Does the mechanism hold water? Some experts say yes. Robin Carhart-Harris says psychedelics boost neuroplasticity. They change how we think. Addiction is about being stuck in rigid loops. Break the loop. You might break the habit.
It’s not like standard meds. Gabi Agin-Liebes from Yale points this out. Most drugs target the same chemical receptors. Nicotine patches give you safer nicotine. Opioid replacements bind to the same spots. Psilocybin? Completely different. It alters consciousness. One session. Within a therapy structure. Not a maintenance drug.
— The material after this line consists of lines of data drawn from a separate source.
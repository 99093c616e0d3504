//! Input abstractions for prime filtering.
//!
//! ## Purpose
//!
//! This module provides a unified abstraction for candidate inputs, allowing
//! the `filter` method to process multiple container types (slices, vectors,
//! ndarray) through a single interface.
//!
//! ## Design notes
//!
//! * **Zero-copy**: Provides direct slice access to the underlying buffer.
//! * **Fail-fast validation**: Non-contiguous arrays are rejected before any work starts.
//!
//! ## Invariants
//!
//! * Returned slices represent all elements in the input container.
//!
//! ## Non-goals
//!
//! * This module does not sort or deduplicate candidates.

// External dependencies
use ndarray::{ArrayBase, Data, Ix1};
use num_traits::PrimInt;

// Export dependencies from primes crate
use primes::internals::primitives::errors::PrimesError;

/// Trait for types that can be used as a candidate sequence.
pub trait PrimesInput<T: PrimInt> {
    /// Convert the input to a contiguous slice.
    fn as_candidate_slice(&self) -> Result<&[T], PrimesError>;
}

impl<T: PrimInt> PrimesInput<T> for [T] {
    fn as_candidate_slice(&self) -> Result<&[T], PrimesError> {
        Ok(self)
    }
}

impl<T: PrimInt> PrimesInput<T> for Vec<T> {
    fn as_candidate_slice(&self) -> Result<&[T], PrimesError> {
        Ok(self.as_slice())
    }
}

impl<T: PrimInt, S> PrimesInput<T> for ArrayBase<S, Ix1>
where
    S: Data<Elem = T>,
{
    fn as_candidate_slice(&self) -> Result<&[T], PrimesError> {
        self.as_slice().ok_or_else(|| {
            PrimesError::InvalidInput("ndarray input must be contiguous in memory".to_string())
        })
    }
}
You don’t keep taking it.
It’s more like a catalyst.
That single dose shifts perspective. It brings self-compassion. This might matter most for cocaine. Why? Because cocaine withdrawal isn’t physically painful like opioids. It’s psychological. Bad dreams. Agitation. Craving the rush. A mind trapped in a rut. Psilocybin might just kick the rut open.
A commentary in the same journal raised eyebrows. They excluded people with depression or anxiety. That limits the findings. Fair point. But Carhart-Harris counters this. Psilocybin works for those conditions too. They are also ruts. Maybe it’s a Swiss Army knife for the brain.
Here’s the twist that feels important. The majority of participants were Black. Most US psychedelic trials feature white people. Often wealthy. Think Silicon Valley. Think Michael Pollan. Think elite circles.
Agin-Liebes cites a review confirming this bias. Affluent, white, high SES. That’s the norm.
Hendricks changed the game here. Or tried to. They didn’t market it as “come get your trip.” That attracts enthusiasts. People who already believe in the magic. Who might guess their placebo isn’t doing anything because they know what the drug feels like.
No. The ad was blunt. Quit cocaine. That’s it. No psychedelic hype. The result? A sample that looks like actual people in Birmingham with a cocaine problem.
Is the “expectation effect” minimized? Probably.
The results are early. Small. But they scream for a larger trial. Does this change everything? Maybe not everything. But it cracks the door open. For a substance that killed countless people this year that counts for something. We are still waiting.